Since making her television debut this week, Eclipse, a bus-riding black Labrador retriever mix, has made headlines across the globe. News outlets from London to Japan picked up the story of the Seattle pooch who has learned to navigate the city transit system to get to the dog park.

Jeff Young, Eclipse's owner, said random people are stopping him on the street to ask him about his dog's unusual talent.

"The FedEx guy - he wasn't stopping us for a package. He was stopping to inquire about Eclipse," Young said. "I get messages from friends that say, "is that Eclipse (on the news)?

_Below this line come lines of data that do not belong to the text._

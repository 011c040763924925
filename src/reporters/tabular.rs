//! Fixed-column text report: `nloc CCN token param function@line@file`,
//! one row per function, a warnings section, and a totals row — the
//! original tool's default output shape.

use super::summary::{collect_warnings, RunSummary};
use crate::config::AnalysisConfig;
use crate::core::{FileInformation, FunctionInfo};
use std::io::{self, Write};

const HEADER: &str = "  NLOC    CCN   token  param  function@line@file";
const RULE: &str = "------------------------------------------------";

/// Writes the full tabular report (header, per-function rows, warnings,
/// totals) to `out`. `verbose` substitutes `long_name` for `name` in the
/// function column, matching the original's `-v` flag.
pub fn write_report(
    out: &mut dyn Write,
    files: &[FileInformation],
    config: &AnalysisConfig,
    verbose: bool,
) -> io::Result<()> {
    writeln!(out, "{HEADER}")?;
    writeln!(out, "{RULE}")?;

    for file in files {
        for function in &file.function_list {
            write_function_row(out, file, function, verbose)?;
        }
    }

    writeln!(out, "{RULE}")?;

    let warnings = collect_warnings(files, config);
    if !warnings.is_empty() {
        writeln!(out, "\n===== Warnings =====")?;
        for warning in &warnings {
            writeln!(
                out,
                "{}:{}: warning: {} has {} CCN and {} params ({} NLOC, {} tokens)",
                warning.file.display(),
                warning.function.start_line,
                warning.function.name,
                warning.function.cyclomatic_complexity,
                warning.function.parameter_count,
                warning.function.nloc,
                warning.function.token_count,
            )?;
        }
    }

    let summary = RunSummary::compute(files, warnings.len());
    write_totals(out, &summary)?;
    Ok(())
}

fn write_function_row(
    out: &mut dyn Write,
    file: &FileInformation,
    function: &FunctionInfo,
    verbose: bool,
) -> io::Result<()> {
    let name = if verbose {
        &function.long_name
    } else {
        &function.name
    };
    writeln!(
        out,
        "{:>6} {:>6} {:>7} {:>6}  {}@{}@{}",
        function.nloc,
        function.cyclomatic_complexity,
        function.token_count,
        function.parameter_count,
        name,
        function.start_line,
        file.filename.display(),
    )
}

fn write_totals(out: &mut dyn Write, summary: &RunSummary) -> io::Result<()> {
    writeln!(
        out,
        "\nTotal nloc  Avg.NLOC  AvgCCN  Avg.token  Fun Cnt  Warning cnt"
    )?;
    writeln!(
        out,
        "{:>10}  {:>8.1}  {:>6.1}  {:>9.1}  {:>7}  {:>11}",
        summary.total_nloc,
        summary.average_nloc,
        summary.average_ccn,
        summary.average_token,
        summary.function_count,
        summary.warning_count,
    )
}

Is that your Eclipse?' This is just what she's been doing for the last year-plus."

Young said he's been interviewed by national and international outlets since the story first broke about his dog, who gets on the bus near their house by herself and knows when to get off at the dog park, a handful of stops later.
And from USA Today
Quote:
SEATTLE (AP) — A black Labrador named Eclipse just wants to get to the dog park.

So if her owner takes too long finishing his cigarette, and their bus arrives, she climbs aboard solo and rides to her stop — to the delight of fellow Seattle bus passengers.

KOMO-TV reports that local radio host Miles Montgomery was amazed to see the pooch get off the bus, without an owner, at a dog park last week.

The dog and her owner, Jeff Young, live right near a bus stop.

In Young's words, "She's a bus-riding, sidewalk-walking dog." Young says his dog sometimes gets on the bus without him, and he catches up with her at the dog park three or four stops away.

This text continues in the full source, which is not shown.